The top level object supports the following key / values:

  • format: Format identifier. One of opn, opl4, opll-psg, text, text-opn, text-opl4, text-opll-psg, vgm-opm, vgm-opnb, vgm-opl4.
  • bankSize: Player bank size. Typically 16384 (16K) or 8192 (8K).
  • tracks: List of tracks to include.

The following key / values must be set on a per-track basis:

  • path: VGM source file path.

The following key / values can be set either globally or on a per-track basis:

  • tickFrequency: Native tick frequency of the original music in Hz, e.g. 50 or 60 Hz. If the VGM data contains OPL4 timer I/O, can be set to opl4-timer. Default: 60.
  • targetTickFrequency: Override target tick frequency in case it is different from the native tick frequency.
  • waitThreshold: Waits under this threshold are removed. Specified in ticks of 44100 Hz. Default: 0.
  • tolerance: Tick frequency matching tolerance, to improve quantisation synchronisation. Only use when there is an exact tick frequency match. Default: 0. Range: 0 to 0.5.
  • channelMapping: A list of channels and their new channel assignments. Specify -1 to remove a channel.
  • psgChannelMapping: See above, for the PSG in the OPLL-PSG format.
  • attenuation: A volume attenuation specified in dB. Use negative values. Default: 0.
  • stripMode: Whether OPL4 WAVE sample data should be stripped. One of none, unused, coalesce, samples or all. Default: unused.
  • reduceChannels: Dynamically remaps channels to target amount. Only for MultiPCM source. Default: 28.

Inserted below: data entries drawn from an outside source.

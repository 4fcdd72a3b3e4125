//! Per-record LLM jobs run by the checkpointed pipeline.

use super::language::value_is_english;
use super::prompts::{
    enrichment_prompt, full_object_prompt, gemini_enrichment_prompt, price_query,
    structuring_prompt, translation_prompt,
};
use super::validate::EnrichmentSchema;
use super::{merge_enrichment, parse_object};
use crate::common::constants::TRANSLATABLE_FIELDS;
use crate::common::error::{Result, ScraperError};
use crate::common::types::{str_field, Record};
use crate::llm::Prompt;
use once_cell::sync::Lazy;
use regex::Regex;
use serde_json::{Map, Value};
use std::collections::HashMap;
use tracing::{info, warn};

/// One kind of LLM job over a record.
pub trait EnrichmentTask: Send + Sync {
    fn name(&self) -> &'static str;

    /// `None` means the record needs no model call and passes through as is.
    fn prompt(&self, record: &Record) -> Result<Option<Prompt>>;

    /// Builds the output record from the input and the model's answer.
    fn apply(&self, record: &Record, response: &str) -> Result<Record>;

    /// Stem used for the unparsable-response dump of this item.
    fn dump_name(&self, id: &str) -> String {
        id.to_string()
    }
}

enum EnrichStyle {
    Sample(Record),
    Scored,
}

/// Adds `enrich_*` fields to a record.
pub struct EnrichTask {
    style: EnrichStyle,
    schema: EnrichmentSchema,
}

impl EnrichTask {
    /// Full enrichment shaped after the `enrich_*` fields of `sample`.
    pub fn with_sample(sample: Record, schema: EnrichmentSchema) -> Self {
        Self {
            style: EnrichStyle::Sample(sample),
            schema,
        }
    }

    /// The five scored fields only.
    pub fn scored(schema: EnrichmentSchema) -> Self {
        Self {
            style: EnrichStyle::Scored,
            schema,
        }
    }
}

impl EnrichmentTask for EnrichTask {
    fn name(&self) -> &'static str {
        "enrich"
    }

    fn prompt(&self, record: &Record) -> Result<Option<Prompt>> {
        Ok(Some(match &self.style {
            EnrichStyle::Sample(sample) => enrichment_prompt(record, sample),
            EnrichStyle::Scored => gemini_enrichment_prompt(record),
        }))
    }

    fn apply(&self, record: &Record, response: &str) -> Result<Record> {
        let enrichment = parse_object(response)?;
        self.schema.validate(&enrichment)?;
        Ok(merge_enrichment(record.clone(), enrichment))
    }
}

/// Builds a whole record from a web search on the item's name and tags.
pub struct FullObjectTask {
    sample: Record,
}

pub const FULL_OBJECT_INPUT_KEY: &str = "name";
pub const FULL_OBJECT_TRACKING_KEY: &str = "cityline_name";

impl FullObjectTask {
    pub fn new(sample: Record) -> Self {
        Self { sample }
    }

    pub fn search_query(record: &Record) -> Option<String> {
        let name = str_field(record, FULL_OBJECT_INPUT_KEY)?;
        let tags: Vec<&str> = match record.get("tags") {
            Some(Value::Array(tags)) => tags.iter().filter_map(Value::as_str).collect(),
            _ => Vec::new(),
        };
        Some(format!("{} {}", name, tags.join(" ")).trim_end().to_string())
    }
}

impl EnrichmentTask for FullObjectTask {
    fn name(&self) -> &'static str {
        "enrich-full"
    }

    fn prompt(&self, record: &Record) -> Result<Option<Prompt>> {
        let query = Self::search_query(record)
            .ok_or_else(|| ScraperError::MissingField(FULL_OBJECT_INPUT_KEY.into()))?;
        info!("search query: {}", query);
        Ok(Some(full_object_prompt(&query, &self.sample)))
    }

    fn apply(&self, record: &Record, response: &str) -> Result<Record> {
        let mut generated = parse_object(response)?;
        if let Some(name) = record.get(FULL_OBJECT_INPUT_KEY) {
            generated.insert(FULL_OBJECT_TRACKING_KEY.into(), name.clone());
        }
        Ok(generated)
    }
}

/// Translates the free-text fields to English when any of them is not.
#[derive(Default)]
pub struct TranslateTask;

impl TranslateTask {
    pub fn needs_translation(record: &Record) -> bool {
        TRANSLATABLE_FIELDS
            .iter()
            .filter_map(|field| record.get(*field))
            .any(|value| !value_is_english(value))
    }
}

impl EnrichmentTask for TranslateTask {
    fn name(&self) -> &'static str {
        "translate"
    }

    fn prompt(&self, record: &Record) -> Result<Option<Prompt>> {
        if Self::needs_translation(record) {
            Ok(Some(translation_prompt(record)))
        } else {
            Ok(None)
        }
    }

    /// Keys the model dropped keep their original values.
    fn apply(&self, record: &Record, response: &str) -> Result<Record> {
        let translated = parse_object(response)?;
        Ok(merge_enrichment(record.clone(), translated))
    }
}

pub const STRUCTURE_URL_KEY: &str = "source_url";
pub const STRUCTURE_CONTENT_KEY: &str = "content";

/// Raw Klook page text to an `ActivityDetails` object.
pub struct StructureTask {
    type_definition: String,
    sample: Value,
}

impl StructureTask {
    pub fn new(type_definition: impl Into<String>, sample: Value) -> Self {
        Self {
            type_definition: type_definition.into(),
            sample,
        }
    }

    /// `{url: content}` scrape output as pipeline items.
    pub fn items_from_pages(pages: Map<String, Value>) -> Vec<Record> {
        pages
            .into_iter()
            .map(|(url, content)| {
                let mut item = Record::new();
                item.insert(STRUCTURE_URL_KEY.into(), Value::String(url));
                item.insert(STRUCTURE_CONTENT_KEY.into(), content);
                item
            })
            .collect()
    }
}

impl EnrichmentTask for StructureTask {
    fn name(&self) -> &'static str {
        "structure"
    }

    fn prompt(&self, record: &Record) -> Result<Option<Prompt>> {
        let url = str_field(record, STRUCTURE_URL_KEY)
            .ok_or_else(|| ScraperError::MissingField(STRUCTURE_URL_KEY.into()))?;
        let mut raw = Map::new();
        raw.insert(
            url.to_string(),
            record.get(STRUCTURE_CONTENT_KEY).cloned().unwrap_or(Value::Null),
        );
        Ok(Some(structuring_prompt(&raw, &self.type_definition, &self.sample)))
    }

    /// The page URL is written to `url` when the model left it out, so the
    /// output can be resumed against the input.
    fn apply(&self, record: &Record, response: &str) -> Result<Record> {
        let mut structured = parse_object(response)?;
        let has_url = str_field(&structured, "url").map_or(false, |u| !u.is_empty());
        if !has_url {
            if let Some(url) = record.get(STRUCTURE_URL_KEY) {
                structured.insert("url".into(), url.clone());
            }
        }
        Ok(structured)
    }

    fn dump_name(&self, id: &str) -> String {
        match id.trim_end_matches('/').rsplit('/').next() {
            Some(last) if !last.is_empty() => last.to_string(),
            _ => "unknown_activity".to_string(),
        }
    }
}

static PRICE_TOKEN: Lazy<Regex> = Lazy::new(|| Regex::new(r"\${1,4}").expect("valid price regex"));

pub const PRICE_FIELD: &str = "source_pricepoint";

/// Most frequent `$`..`$$$$` run in `text`; earliest wins ties.
pub fn most_common_price(text: &str) -> Option<String> {
    let mut counts: HashMap<&str, (usize, usize)> = HashMap::new();
    for (order, m) in PRICE_TOKEN.find_iter(text).enumerate() {
        counts.entry(m.as_str()).or_insert((0, order)).0 += 1;
    }
    counts
        .into_iter()
        .max_by(|(_, (ca, fa)), (_, (cb, fb))| ca.cmp(cb).then(fb.cmp(fa)))
        .map(|(token, _)| token.to_string())
}

/// Asks for a bar's price band when it has none.
#[derive(Default)]
pub struct PriceTask;

impl EnrichmentTask for PriceTask {
    fn name(&self) -> &'static str {
        "price"
    }

    fn prompt(&self, record: &Record) -> Result<Option<Prompt>> {
        let has_price = str_field(record, PRICE_FIELD).map_or(false, |p| !p.trim().is_empty());
        if has_price {
            return Ok(None);
        }
        let name = str_field(record, "source_name").filter(|s| !s.is_empty());
        let address = str_field(record, "source_address").filter(|s| !s.is_empty());
        match (name, address) {
            (Some(name), Some(address)) => Ok(Some(price_query(name, address))),
            _ => Ok(None),
        }
    }

    fn apply(&self, record: &Record, response: &str) -> Result<Record> {
        let mut updated = record.clone();
        match most_common_price(response) {
            Some(price) => {
                updated.insert(PRICE_FIELD.into(), Value::String(price));
            }
            None => warn!("no price band in answer: {}", response.chars().take(200).collect::<String>()),
        }
        Ok(updated)
    }
}

#[cfg(test)]
mod tests {
    use super::*;
    use crate::enrich::validate::SCORED_FIELDS;
    use serde_json::json;

    fn record(value: Value) -> Record {
        value.as_object().cloned().unwrap()
    }

    #[test]
    fn price_prefers_most_common_then_first_seen() {
        assert_eq!(most_common_price("It is $$ to $$$, mostly $$."), Some("$$".into()));
        assert_eq!(most_common_price("$$$ or $$"), Some("$$$".into()));
        assert_eq!(most_common_price("no idea"), None);
    }

    #[test]
    fn price_task_skips_priced_and_incomplete_bars() {
        let task = PriceTask;
        assert!(task.prompt(&record(json!({"source_pricepoint": "$$"}))).unwrap().is_none());
        assert!(task.prompt(&record(json!({"source_name": "Quinary"}))).unwrap().is_none());
        let prompt = task
            .prompt(&record(json!({"source_name": "Quinary", "source_address": "56-58 Hollywood Rd"})))
            .unwrap()
            .unwrap();
        assert!(prompt.user.contains("Quinary bar located at 56-58 Hollywood Rd"));
    }

    #[test]
    fn full_object_query_and_tracking_key() {
        let item = record(json!({"name": "Jazz Night", "tags": ["music", "live"]}));
        assert_eq!(FullObjectTask::search_query(&item).unwrap(), "Jazz Night music live");
        let bare = record(json!({"name": "Jazz Night"}));
        assert_eq!(FullObjectTask::search_query(&bare).unwrap(), "Jazz Night");

        let task = FullObjectTask::new(Record::new());
        let out = task.apply(&item, "{\"source_name\": \"Jazz Night HK\"}").unwrap();
        assert_eq!(out["cityline_name"], "Jazz Night");
        assert_eq!(out["source_name"], "Jazz Night HK");
    }

    #[test]
    fn english_records_skip_translation() {
        let english = record(json!({"source_name": "A", "source_address": "Central", "enrich_description": "Tea"}));
        assert!(TranslateTask.prompt(&english).unwrap().is_none());
        let chinese = record(json!({"source_name": "A", "source_address": "中環"}));
        assert!(TranslateTask.prompt(&chinese).unwrap().is_some());
    }

    #[test]
    fn translation_keeps_fields_the_model_dropped() {
        let item = record(json!({"cityline_name": "A", "source_address": "中環", "source_rating": 4.5}));
        let out = TranslateTask
            .apply(&item, "<think>ok</think>{\"source_address\": \"Central\"}")
            .unwrap();
        assert_eq!(out["source_address"], "Central");
        assert_eq!(out["cityline_name"], "A");
        assert_eq!(out["source_rating"], 4.5);
    }

    #[test]
    fn scored_enrichment_requires_every_field() {
        let task = EnrichTask::scored(EnrichmentSchema::scored(false));
        let item = record(json!({"source_name": "Kicho"}));
        let err = task.apply(&item, "{\"enrich_hiddenGemScore\": 80}").unwrap_err();
        assert!(matches!(err, ScraperError::Validation(_)));
        assert_eq!(SCORED_FIELDS.len(), 5);
    }

    #[test]
    fn structure_dump_name_is_last_url_segment() {
        let task = StructureTask::new("interface A {}", json!({}));
        assert_eq!(task.dump_name("https://www.klook.com/activity/123-tea/"), "123-tea");
        assert_eq!(task.dump_name(""), "unknown_activity");
    }

    #[test]
    fn structure_backfills_url() {
        let task = StructureTask::new("interface A {}", json!({}));
        let item = record(json!({"source_url": "https://k/activity/1", "content": "text"}));
        let out = task.apply(&item, "{\"title\": \"Tea\"}").unwrap();
        assert_eq!(out["url"], "https://k/activity/1");
    }
}
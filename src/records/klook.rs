//! Klook activity mapping: structured page data to `klook_*` records, and
//! `klook_*` records to the shared `source_*` shape.

use crate::common::constants::{HKD_CURRENCY, KLOOK_BASE_URL, KLOOK_IGNORED_BREADCRUMBS, USD_TO_HKD};
use crate::common::error::Result;
use crate::common::types::Record;
use crate::records::dedup::unique_preserving_order;
use serde::{Deserialize, Deserializer, Serialize};
use serde_json::{json, Value};

fn null_as_default<'de, D, T>(deserializer: D) -> std::result::Result<T, D::Error>
where
    D: Deserializer<'de>,
    T: Default + Deserialize<'de>,
{
    Ok(Option::<T>::deserialize(deserializer)?.unwrap_or_default())
}

#[derive(Debug, Clone, Default, Deserialize)]
#[serde(default, rename_all = "camelCase")]
pub struct ActivityDetails {
    pub id: Value,
    #[serde(deserialize_with = "null_as_default")]
    pub title: String,
    #[serde(deserialize_with = "null_as_default")]
    pub url: String,
    #[serde(deserialize_with = "null_as_default")]
    pub description: String,
    #[serde(deserialize_with = "null_as_default")]
    pub summary: String,
    #[serde(deserialize_with = "null_as_default")]
    pub highlights: Vec<Value>,
    #[serde(deserialize_with = "null_as_default")]
    pub price: Price,
    #[serde(deserialize_with = "null_as_default")]
    pub location: Location,
    #[serde(deserialize_with = "null_as_default")]
    pub review: Review,
    pub no_past_participants: Value,
    #[serde(deserialize_with = "null_as_default")]
    pub images: Vec<Value>,
    #[serde(deserialize_with = "null_as_default")]
    pub breadcrumbs: Vec<Value>,
}

/// Prices arrive as strings ("12.5") or numbers depending on the page.
#[derive(Debug, Clone, Default, Deserialize)]
#[serde(default, rename_all = "camelCase")]
pub struct Price {
    pub market_price: Value,
    pub selling_price: Value,
    pub currency: Value,
}

#[derive(Debug, Clone, Default, Deserialize)]
#[serde(default)]
pub struct Location {
    #[serde(deserialize_with = "null_as_default")]
    pub address: String,
    #[serde(deserialize_with = "null_as_default")]
    pub coordinates: String,
}

#[derive(Debug, Clone, Default, Deserialize)]
#[serde(default)]
pub struct Review {
    pub count: Value,
    pub score: Value,
    #[serde(deserialize_with = "null_as_default")]
    pub description: String,
}

fn parse_price(value: &Value) -> f64 {
    match value {
        Value::Number(n) => n.as_f64().unwrap_or(0.0),
        Value::String(s) => s.trim().parse::<f64>().unwrap_or(0.0),
        _ => 0.0,
    }
}

fn round_2dp(value: f64) -> f64 {
    (value * 100.0).round() / 100.0
}

/// Rounds half to even, the way Python's `round` does.
pub fn round_half_even(value: f64) -> f64 {
    let rounded = value.round();
    if (value - value.trunc()).abs() == 0.5 {
        2.0 * (value / 2.0).round()
    } else {
        rounded
    }
}

fn or_default(value: &Value, default: Value) -> Value {
    if value.is_null() {
        default
    } else {
        value.clone()
    }
}

pub fn map_activity(details: &ActivityDetails) -> Record {
    let tags: Vec<Value> = details
        .breadcrumbs
        .iter()
        .filter_map(|b| b.get("name").and_then(Value::as_str))
        .filter(|name| !name.is_empty() && !KLOOK_IGNORED_BREADCRUMBS.contains(name))
        .map(|name| Value::String(name.to_string()))
        .collect();

    let images: Vec<Value> = details
        .images
        .iter()
        .filter_map(|img| img.get("url"))
        .filter(|url| url.as_str().map_or(false, |s| !s.is_empty()))
        .cloned()
        .collect();

    let market = round_2dp(parse_price(&details.price.market_price) * USD_TO_HKD);
    let selling = round_2dp(parse_price(&details.price.selling_price) * USD_TO_HKD);

    let mapped = json!({
        "klook_id": details.id,
        "klook_title": details.title,
        "klook_url": details.url,
        "klook_description": details.description,
        "klook_summary": details.summary,
        "klook_highlights": details.highlights,
        "klook_price": {
            "marketPrice": market,
            "sellingPrice": selling,
            "currency": HKD_CURRENCY,
        },
        "klook_location": {
            "address": details.location.address,
            "coordinates": details.location.coordinates,
        },
        "klook_review": {
            "count": or_default(&details.review.count, json!(0)),
            "score": or_default(&details.review.score, json!(0.0)),
            "description": details.review.description,
        },
        "klook_noPastParticipants": or_default(&details.no_past_participants, json!("")),
        "klook_images": images,
        "klook_tags": tags,
    });

    match mapped {
        Value::Object(map) => map,
        _ => Record::new(),
    }
}

/// Maps every non-empty object in `items`. Items that are not objects or do
/// not fit `ActivityDetails` are reported by index.
pub fn map_activities(items: &[Value]) -> (Vec<Record>, Vec<(usize, String)>) {
    let mut mapped = Vec::new();
    let mut rejected = Vec::new();
    for (idx, item) in items.iter().enumerate() {
        match item {
            Value::Object(map) if map.is_empty() => continue,
            Value::Object(_) => match ActivityDetails::deserialize(item) {
                Ok(details) => mapped.push(map_activity(&details)),
                Err(e) => rejected.push((idx, e.to_string())),
            },
            Value::Null => continue,
            _ => rejected.push((idx, "not an object".to_string())),
        }
    }
    (mapped, rejected)
}

fn price_point(record: &Record) -> Value {
    match record
        .get("klook_price")
        .and_then(|p| p.get("sellingPrice"))
        .and_then(Value::as_f64)
    {
        Some(price) => {
            let rounded = (round_half_even(price / 10.0) * 10.0) as i64;
            Value::String(format!("${}", rounded))
        }
        None => Value::Null,
    }
}

pub fn transform_to_source(record: &Record) -> Record {
    let mut out = record.clone();
    let get = |key: &str| record.get(key).cloned().unwrap_or(Value::Null);

    out.insert("source_url".to_string(), get("klook_url"));
    out.insert("source_name".to_string(), get("klook_title"));
    let address = record
        .get("klook_location")
        .filter(|l| l.is_object())
        .and_then(|l| l.get("address"))
        .cloned()
        .unwrap_or(Value::Null);
    out.insert("source_address".to_string(), address);
    out.insert("source_pricePoint".to_string(), price_point(record));
    out.insert("source_savedCount".to_string(), get("klook_noPastParticipants"));
    let rating = record
        .get("klook_review")
        .filter(|r| r.is_object())
        .and_then(|r| r.get("score"))
        .cloned()
        .unwrap_or(Value::Null);
    out.insert("source_rating".to_string(), rating);
    out.insert("source_introduction".to_string(), get("klook_summary"));

    let photos: Vec<Value> = record
        .get("klook_images")
        .and_then(Value::as_array)
        .map(|images| {
            images
                .iter()
                .filter(|url| url.as_str().map_or(false, |s| s.starts_with("http")))
                .cloned()
                .collect()
        })
        .unwrap_or_default();
    out.insert("source_photoUrls".to_string(), Value::Array(photos));

    let categories = match record.get("klook_tags") {
        Some(Value::Array(tags)) => Value::String(
            tags.iter()
                .filter_map(Value::as_str)
                .collect::<Vec<_>>()
                .join(","),
        ),
        _ => Value::Null,
    };
    out.insert("source_Categories".to_string(), categories);
    out
}

#[derive(Debug, Clone, Serialize)]
pub struct ActivityLinks {
    pub total_activity_links: usize,
    pub original_total_links: u64,
    pub filtered_activity_links: Vec<String>,
}

/// Keeps activity links, absolutizing relative `/activity…` paths.
pub fn filter_activity_links(all_links: &[String]) -> Vec<String> {
    let absolute_prefix = format!("{}/activity", KLOOK_BASE_URL);
    let filtered = all_links.iter().filter_map(|link| {
        if link.starts_with("/activity") {
            Some(format!("{}{}", KLOOK_BASE_URL, link))
        } else if link.starts_with(&absolute_prefix) {
            Some(link.clone())
        } else {
            None
        }
    });
    unique_preserving_order(filtered)
}

/// Builds the filtered-links document from a `{total_links_found, all_links}`
/// scrape result.
pub fn filter_links_document(scraped: &Value) -> Result<ActivityLinks> {
    let all_links: Vec<String> = match scraped.get("all_links") {
        Some(links) => serde_json::from_value(links.clone())?,
        None => Vec::new(),
    };
    let filtered = filter_activity_links(&all_links);
    Ok(ActivityLinks {
        total_activity_links: filtered.len(),
        original_total_links: scraped
            .get("total_links_found")
            .and_then(Value::as_u64)
            .unwrap_or(0),
        filtered_activity_links: filtered,
    })
}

Resource keys can be overridden from the command line with --set key value.

#Usage instructions

Put VGM or VGZ files in a project specific directory in res/ directory. Create a resources.json manifest file in the same directory and configure it for your project. Lastly, modify the Makefile so that it builds your files. The default Makefile is set up for a couple of test soundtracks whose VGM files can be found on VGMRips.

Then, on macOS and Linux execute the make command to convert the files and compile the replayer. Test by putting the MSX-DOS2 system files in the bin/ directory and executing the make run command to run the MSX-DOS2 player. Execute make run2 to run the MegaROM player. OpenMSX 0.18.0 or later is recommended.

On Windows, execute the build commands from the Makefile manually.

Note that the glass assembler which is embedded in the project requires Java 8. To check your Java version, invoke the java -version command.

Additionally, the conversion tools are written in JavaScript for Node.js. You need to have Node.js and NPM installed.